Task goal: Working from the entries that follow, retype each one without any alteration.

Stored data:
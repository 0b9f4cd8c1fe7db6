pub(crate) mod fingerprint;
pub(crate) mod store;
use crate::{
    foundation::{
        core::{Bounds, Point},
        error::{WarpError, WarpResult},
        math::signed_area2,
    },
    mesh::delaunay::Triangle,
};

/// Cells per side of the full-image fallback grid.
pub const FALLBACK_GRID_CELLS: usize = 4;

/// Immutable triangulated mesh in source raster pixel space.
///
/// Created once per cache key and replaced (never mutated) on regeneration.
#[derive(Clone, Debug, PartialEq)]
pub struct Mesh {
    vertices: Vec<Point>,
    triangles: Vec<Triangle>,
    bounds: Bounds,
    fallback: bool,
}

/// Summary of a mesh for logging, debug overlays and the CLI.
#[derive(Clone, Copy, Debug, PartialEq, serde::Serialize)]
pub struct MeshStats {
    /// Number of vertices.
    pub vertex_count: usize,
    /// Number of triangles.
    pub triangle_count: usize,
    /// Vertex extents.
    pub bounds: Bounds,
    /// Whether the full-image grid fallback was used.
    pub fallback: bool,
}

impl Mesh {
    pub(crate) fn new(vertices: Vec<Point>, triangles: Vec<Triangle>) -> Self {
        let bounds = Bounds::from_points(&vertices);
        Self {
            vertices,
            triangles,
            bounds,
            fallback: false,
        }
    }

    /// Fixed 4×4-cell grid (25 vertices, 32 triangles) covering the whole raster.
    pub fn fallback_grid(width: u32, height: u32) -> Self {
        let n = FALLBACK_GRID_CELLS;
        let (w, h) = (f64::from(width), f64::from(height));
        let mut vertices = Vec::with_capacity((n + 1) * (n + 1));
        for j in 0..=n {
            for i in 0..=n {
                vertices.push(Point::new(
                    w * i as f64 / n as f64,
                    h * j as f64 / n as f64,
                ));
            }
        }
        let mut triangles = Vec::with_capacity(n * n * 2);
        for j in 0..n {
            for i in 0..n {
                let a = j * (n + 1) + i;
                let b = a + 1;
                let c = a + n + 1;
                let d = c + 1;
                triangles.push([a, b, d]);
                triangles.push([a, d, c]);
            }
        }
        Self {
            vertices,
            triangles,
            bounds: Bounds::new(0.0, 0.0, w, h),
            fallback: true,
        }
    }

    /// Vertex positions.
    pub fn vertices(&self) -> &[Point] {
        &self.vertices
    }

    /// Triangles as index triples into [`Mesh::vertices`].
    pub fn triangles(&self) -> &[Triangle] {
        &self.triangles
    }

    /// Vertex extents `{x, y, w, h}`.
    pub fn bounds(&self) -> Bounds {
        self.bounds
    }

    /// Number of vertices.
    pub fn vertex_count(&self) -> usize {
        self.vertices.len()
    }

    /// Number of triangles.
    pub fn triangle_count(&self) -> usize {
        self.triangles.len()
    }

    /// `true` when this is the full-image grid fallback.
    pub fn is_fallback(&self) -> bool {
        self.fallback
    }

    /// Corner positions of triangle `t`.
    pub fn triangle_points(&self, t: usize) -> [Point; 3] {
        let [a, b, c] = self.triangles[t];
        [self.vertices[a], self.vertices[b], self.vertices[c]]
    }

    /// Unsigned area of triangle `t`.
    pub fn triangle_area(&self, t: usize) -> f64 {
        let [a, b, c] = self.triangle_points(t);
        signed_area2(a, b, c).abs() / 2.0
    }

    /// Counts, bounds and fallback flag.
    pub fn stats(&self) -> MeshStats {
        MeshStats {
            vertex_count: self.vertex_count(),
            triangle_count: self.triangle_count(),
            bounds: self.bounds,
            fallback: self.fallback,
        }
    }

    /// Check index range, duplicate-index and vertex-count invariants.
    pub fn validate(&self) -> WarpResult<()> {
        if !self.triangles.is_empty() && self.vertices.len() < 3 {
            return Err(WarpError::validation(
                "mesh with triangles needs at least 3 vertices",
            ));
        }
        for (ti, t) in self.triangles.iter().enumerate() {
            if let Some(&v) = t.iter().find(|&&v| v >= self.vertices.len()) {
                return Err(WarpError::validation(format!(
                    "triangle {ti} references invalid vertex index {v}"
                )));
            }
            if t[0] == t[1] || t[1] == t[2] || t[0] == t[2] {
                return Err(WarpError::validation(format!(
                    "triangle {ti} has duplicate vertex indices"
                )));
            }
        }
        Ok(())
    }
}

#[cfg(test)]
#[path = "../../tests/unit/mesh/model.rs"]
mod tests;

Result below:
repository 0b9f4cd8c1fe7db6
pub(crate) mod fingerprint;
pub(crate) mod store;
use crate::{
    foundation::{
        core::{Bounds, Point},
        error::{WarpError, WarpResult},
        math::signed_area2,
    },
    mesh::delaunay::Triangle,
};

/// Cells per side of the full-image fallback grid.
pub const FALLBACK_GRID_CELLS: usize = 4;

/// Immutable triangulated mesh in source raster pixel space.
///
/// Created once per cache key and replaced (never mutated) on regeneration.
#[derive(Clone, Debug, PartialEq)]
pub struct Mesh {
    vertices: Vec<Point>,
    triangles: Vec<Triangle>,
    bounds: Bounds,
    fallback: bool,
}

/// Summary of a mesh for logging, debug overlays and the CLI.
#[derive(Clone, Copy, Debug, PartialEq, serde::Serialize)]
pub struct MeshStats {
    /// Number of vertices.
    pub vertex_count: usize,
    /// Number of triangles.
    pub triangle_count: usize,
    /// Vertex extents.
    pub bounds: Bounds,
    /// Whether the full-image grid fallback was used.
    pub fallback: bool,
}

impl Mesh {
    pub(crate) fn new(vertices: Vec<Point>, triangles: Vec<Triangle>) -> Self {
        let bounds = Bounds::from_points(&vertices);
        Self {
            vertices,
            triangles,
            bounds,
            fallback: false,
        }
    }

    /// Fixed 4×4-cell grid (25 vertices, 32 triangles) covering the whole raster.
    pub fn fallback_grid(width: u32, height: u32) -> Self {
        let n = FALLBACK_GRID_CELLS;
        let (w, h) = (f64::from(width), f64::from(height));
        let mut vertices = Vec::with_capacity((n + 1) * (n + 1));
        for j in 0..=n {
            for i in 0..=n {
                vertices.push(Point::new(
                    w * i as f64 / n as f64,
                    h * j as f64 / n as f64,
                ));
            }
        }
        let mut triangles = Vec::with_capacity(n * n * 2);
        for j in 0..n {
            for i in 0..n {
                let a = j * (n + 1) + i;
                let b = a + 1;
                let c = a + n + 1;
                let d = c + 1;
                triangles.push([a, b, d]);
                triangles.push([a, d, c]);
            }
        }
        Self {
            vertices,
            triangles,
            bounds: Bounds::new(0.0, 0.0, w, h),
            fallback: true,
        }
    }

    /// Vertex positions.
    pub fn vertices(&self) -> &[Point] {
        &self.vertices
    }

    /// Triangles as index triples into [`Mesh::vertices`].
    pub fn triangles(&self) -> &[Triangle] {
        &self.triangles
    }

    /// Vertex extents `{x, y, w, h}`.
    pub fn bounds(&self) -> Bounds {
        self.bounds
    }

    /// Number of vertices.
    pub fn vertex_count(&self) -> usize {
        self.vertices.len()
    }

    /// Number of triangles.
    pub fn triangle_count(&self) -> usize {
        self.triangles.len()
    }

    /// `true` when this is the full-image grid fallback.
    pub fn is_fallback(&self) -> bool {
        self.fallback
    }

    /// Corner positions of triangle `t`.
    pub fn triangle_points(&self, t: usize) -> [Point; 3] {
        let [a, b, c] = self.triangles[t];
        [self.vertices[a], self.vertices[b], self.vertices[c]]
    }

    /// Unsigned area of triangle `t`.
    pub fn triangle_area(&self, t: usize) -> f64 {
        let [a, b, c] = self.triangle_points(t);
        signed_area2(a, b, c).abs() / 2.0
    }

    /// Counts, bounds and fallback flag.
    pub fn stats(&self) -> MeshStats {
        MeshStats {
            vertex_count: self.vertex_count(),
            triangle_count: self.triangle_count(),
            bounds: self.bounds,
            fallback: self.fallback,
        }
    }

    /// Check index range, duplicate-index and vertex-count invariants.
    pub fn validate(&self) -> WarpResult<()> {
        if !self.triangles.is_empty() && self.vertices.len() < 3 {
            return Err(WarpError::validation(
                "mesh with triangles needs at least 3 vertices",
            ));
        }
        for (ti, t) in self.triangles.iter().enumerate() {
            if let Some(&v) = t.iter().find(|&&v| v >= self.vertices.len()) {
                return Err(WarpError::validation(format!(
                    "triangle {ti} references invalid vertex index {v}"
                )));
            }
            if t[0] == t[1] || t[1] == t[2] || t[0] == t[2] {
                return Err(WarpError::validation(format!(
                    "triangle {ti} has duplicate vertex indices"
                )));
            }
        }
        Ok(())
    }
}

#[cfg(test)]
#[path = "../../tests/unit/mesh/model.rs"]
mod tests;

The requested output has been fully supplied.